Caballo de Troya
Juraron nuestros congresistas. Hubo juramentos amenazantes, juramentos inentendibles, juramentos pintorescos y juramentos simplemente ridículos. Toda una colorida pluralidad en la que la única constante fue la huachafería de quienes vieron en un acto público donde un grupo de funcionarios debía simplemente comprometerse a ejercer su cargo con lealtad, la espléndida oportunidad para airear antes las cámaras sus afectos, desafectos, ambiciones, resentimientos y hasta complejos personales y políticos. Juraron por sus familias (aunque no hubo nada que igualara aquel inolvidable “por mi esposa, Pochita”), por sus comunidades, por el regreso triunfante de un prófugo e, incluso, por la venganza contra un ex correligionario devenido en tránsfuga. Juraron con el puño en alto, negándose a hablar en español y, por qué no, aprovechando para no jurar del todo.
En medio de tan atractivo despliegue de curiosidades, pasaron bastante inadvertidos los únicos juramentos realmente peligrosos: los que ofrecieron reemplazar la Constitución de 1993 por la de 1979, ante la supuesta ilegitimidad de la primera.
Cambiar nuestra Constitución por decimotercera vez es una dar una torpe dagada al corazón mismo de toda posibilidad de desarrollo: la predictibilidad. Es un hecho que la realidad ha comprobado hasta el cansancio que ahí donde los hombres no saben que esperar, no se puede esperar mucho de ellos. Y es también una necesidad de la lógica: las personas tomamos nuestras decisiones – verbigracia: trabajar, contratar o invertir- sobre la base de análisis de costo-beneficio, y no se pueden hacer estos análisis ahí donde los costos y los beneficios de todo están constantemente sujetos a cambio según cambien los deseos y convicciones (o confusiones) ideológicas del poder político de turno. Y esto es precisamente lo que se logra cuando se cambia regularmente el sistema básico de derechos y obligaciones de una sociedad.
Pero no sólo eso. En la idea de este (nuevo) cambio constitucional el problema no es únicamente el cambio. El problema es también la dirección que se quiere dar a este cambio. Los peruanos no podemos sensatamente pretender seguir captando inversión si reestablecemos una Constitución que, entre otras muchas aberraciones, permite intervenir los contratos privados y alienar la propiedad en aras del gaseoso y manipulable “interés social”; que encarga al Estado planificar el desarrollo económico y que le da poder para “reservarse” sectores económicas enteros; y que tiene una concepción y lenguaje generales en los que el individuo y lo suyo siempre son instrumentos de una colectividad y en los que, en consecuencia, nadie tiene nada garantizado contra lo que los políticos vayan considerando que conviene a la comunidad. Y no olvidemos que sin inversión no hay generación de empleo y que ésta es, a su vez, el único método conocido para salir de la pobreza.
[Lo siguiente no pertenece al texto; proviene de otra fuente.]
//! Pure challenge state machine.
//!
//! `Active -> {Completed, Failed, Quit}`; every terminal state clears `is_active`.
//! Day arithmetic is on the user's local calendar: the start day is day 1 and a
//! challenge of N days ends on `start + N - 1`.

use chrono::{DateTime, Duration, NaiveDate, Utc};
use serde::Serialize;
use uuid::Uuid;

use crate::models::challenge::{Challenge, UserChallenge};

#[derive(Debug, Clone, Copy, PartialEq, Eq, Serialize)]
#[serde(rename_all = "snake_case")]
pub enum FailureReason {
    /// The last day passed without reaching the required count.
    WindowElapsed,
    /// A day before today has no progress row.
    MissedDay,
}

pub fn end_date_for(start_date: NaiveDate, duration_days: i32) -> NaiveDate {
    start_date + Duration::days(i64::from(duration_days.max(1)) - 1)
}

pub fn new_enrollment(
    user_id: Uuid,
    challenge: &Challenge,
    today: NaiveDate,
    now: DateTime<Utc>,
) -> UserChallenge {
    UserChallenge {
        id: Uuid::new_v4(),
        user_id,
        challenge_id: challenge.id,
        start_date: today,
        end_date: end_date_for(today, challenge.duration_days),
        is_active: true,
        is_completed: false,
        is_failed: false,
        quit_date: None,
        completion_date: None,
        failed_at: None,
        created_at: now,
    }
}

/// 1-based index of `today` inside the raw window, without clamping.
fn day_index(enrollment: &UserChallenge, today: NaiveDate) -> i64 {
    (today - enrollment.start_date).num_days() + 1
}

/// Decides whether an active enrollment has to fail.
///
/// Today being incomplete never fails a challenge by itself; only an earlier
/// missing day or running past the end date does.
pub fn evaluate_expiry(
    enrollment: &UserChallenge,
    completed_days: usize,
    today: NaiveDate,
) -> Option<FailureReason> {
    if !enrollment.is_active {
        return None;
    }
    if today > enrollment.end_date {
        return Some(FailureReason::WindowElapsed);
    }
    let current_day = day_index(enrollment, today);
    if current_day > 1 && (completed_days as i64) < current_day - 1 {
        return Some(FailureReason::MissedDay);
    }
    None
}

/// Day number shown to the user: 0 before the start or once terminal, capped at the duration.
pub fn current_day(enrollment: &UserChallenge, duration_days: i32, today: NaiveDate) -> i32 {
    if !enrollment.is_active || today < enrollment.start_date {
        return 0;
    }
    if today > enrollment.end_date {
        return duration_days;
    }
    (day_index(enrollment, today) as i32).min(duration_days)
}

pub fn in_window(enrollment: &UserChallenge, date: NaiveDate) -> bool {
    enrollment.start_date <= date && date <= enrollment.end_date
}

/// Consecutive completed days ending today, or yesterday when today is still open.
pub fn current_streak(completion_dates: &[NaiveDate], today: NaiveDate) -> i32 {
    let mut dates: Vec<NaiveDate> = completion_dates.iter().copied().filter(|d| *d <= today).collect();
    dates.sort_unstable_by(|a, b| b.cmp(a));
    dates.dedup();

    let mut iter = dates.into_iter();
    let Some(latest) = iter.next() else {
        return 0;
    };
    if (today - latest).num_days() > 1 {
        return 0;
    }
    let mut streak = 1;
    let mut expected = latest - Duration::days(1);
    for date in iter {
        if date != expected {
            break;
        }
        streak += 1;
        expected = date - Duration::days(1);
    }
    streak
}

pub fn mark_failed(enrollment: &mut UserChallenge, now: DateTime<Utc>) {
    enrollment.is_active = false;
    enrollment.is_failed = true;
    enrollment.failed_at = Some(now);
}

pub fn mark_completed(enrollment: &mut UserChallenge, today: NaiveDate) {
    enrollment.is_active = false;
    enrollment.is_completed = true;
    enrollment.completion_date = Some(today);
}

pub fn mark_quit(enrollment: &mut UserChallenge, today: NaiveDate) {
    enrollment.is_active = false;
    enrollment.quit_date = Some(today);
}

/// Reopens a failed enrollment during the grace period.
pub fn mark_restored(enrollment: &mut UserChallenge) {
    enrollment.is_active = true;
    enrollment.is_failed = false;
    enrollment.failed_at = None;
}

/// Whether a failure at `failed_at` is still inside the grace period at `now`.
pub fn within_grace(enrollment: &UserChallenge, now: DateTime<Utc>, grace_hours: i64) -> bool {
    enrollment.is_failed
        && enrollment
            .failed_at
            .is_some_and(|at| at <= now && now - at <= Duration::hours(grace_hours))
}

#[cfg(test)]
mod tests {
    use super::*;
    use crate::models::challenge::{EnrollmentStatus, TargetStat};
    use sqlx::types::Json;

    fn d(day: u32) -> NaiveDate {
        NaiveDate::from_ymd_opt(2024, 9, day).unwrap()
    }

    fn challenge(duration_days: i32) -> Challenge {
        Challenge {
            id: Uuid::new_v4(),
            title: "Run a mile".into(),
            description: None,
            duration_days,
            target_stats: Json(vec![TargetStat {
                stat: "Endurance".into(),
                xp: 8,
            }]),
            completion_xp_bonus: 0,
            badge_id: None,
            activity_type: Some("run".into()),
            is_active: true,
        }
    }

    fn enrolled(duration: i32, start: NaiveDate) -> UserChallenge {
        new_enrollment(Uuid::new_v4(), &challenge(duration), start, Utc::now())
    }

    #[test]
    fn test_end_date_counts_start_as_day_one() {
        assert_eq!(end_date_for(d(1), 30), d(30));
        assert_eq!(end_date_for(d(1), 1), d(1));
        let e = enrolled(3, d(10));
        assert_eq!((e.start_date, e.end_date), (d(10), d(12)));
        assert_eq!(e.status(), EnrollmentStatus::Active);
    }

    #[test]
    fn test_today_incomplete_does_not_fail() {
        let e = enrolled(3, d(10));
        assert_eq!(evaluate_expiry(&e, 0, d(10)), None);
        assert_eq!(evaluate_expiry(&e, 1, d(11)), None);
        assert_eq!(evaluate_expiry(&e, 2, d(12)), None);
    }

    #[test]
    fn test_skipped_prior_day_fails() {
        let e = enrolled(3, d(10));
        assert_eq!(evaluate_expiry(&e, 0, d(11)), Some(FailureReason::MissedDay));
        assert_eq!(evaluate_expiry(&e, 1, d(12)), Some(FailureReason::MissedDay));
    }

    #[test]
    fn test_past_end_date_fails() {
        let e = enrolled(3, d(10));
        assert_eq!(evaluate_expiry(&e, 3, d(13)), Some(FailureReason::WindowElapsed));
    }

    #[test]
    fn test_terminal_enrollment_never_expires_again() {
        let mut e = enrolled(3, d(10));
        mark_quit(&mut e, d(10));
        assert_eq!(evaluate_expiry(&e, 0, d(20)), None);
        assert_eq!(e.status(), EnrollmentStatus::Quit);
    }

    #[test]
    fn test_current_day_clamps() {
        let e = enrolled(3, d(10));
        assert_eq!(current_day(&e, 3, d(9)), 0);
        assert_eq!(current_day(&e, 3, d(10)), 1);
        assert_eq!(current_day(&e, 3, d(12)), 3);
        assert_eq!(current_day(&e, 3, d(15)), 3);
        let mut done = e.clone();
        mark_completed(&mut done, d(12));
        assert_eq!(current_day(&done, 3, d(12)), 0);
        assert_eq!(done.status(), EnrollmentStatus::Completed);
    }

    #[test]
    fn test_current_streak_anchors_on_today_or_yesterday() {
        assert_eq!(current_streak(&[], d(10)), 0);
        assert_eq!(current_streak(&[d(8), d(9), d(10)], d(10)), 3);
        assert_eq!(current_streak(&[d(8), d(9)], d(10)), 2);
        assert_eq!(current_streak(&[d(7), d(8)], d(10)), 0);
    }

    #[test]
    fn test_current_streak_stops_at_gap() {
        assert_eq!(current_streak(&[d(5), d(7), d(8), d(9)], d(9)), 3);
        assert_eq!(current_streak(&[d(10), d(8)], d(10)), 1);
    }

    #[test]
    fn test_grace_window() {
        let now = Utc::now();
        let mut e = enrolled(5, d(1));
        mark_failed(&mut e, now - Duration::hours(3));
        assert!(within_grace(&e, now, 24));
        assert!(!within_grace(&e, now + Duration::hours(22), 24));
        mark_restored(&mut e);
        assert!(e.is_active && !e.is_failed && e.failed_at.is_none());
        assert!(!within_grace(&e, now, 24));
    }
}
Por lo demás, el argumento de la ilegitimidad de la Constitución de 1993 frente a la de 1979 no es más que una excusa falaz. La Constitución de 1979 también fue dada en el contexto de una dictadura y, a diferencia de la de 1993, con todos los medios de prensa confiscados. El mismo decreto ley que convocó a la Asamblea Constituyente de 1979 sin ningún pudor le dictaba el contenido de la nueva Constitución: “La Asamblea Constituyente tendrá como exclusiva finalidad la dación de la nueva Constitución […] la que contendrá esencialmente, entre otras, las disposiciones que institucionalicen las transformaciones estructurales que viene llevando a cabo el Gobierno Revolucionario de la Fuerza Armada” (artículo segundo).
En suma, la vuelta a la Constitución de 1979 en aras de una supuesta reposición institucional no es más que el Caballo de Troya junto al cual el Perú podría abrir sus puertas al peor de sus enemigos: su pasado.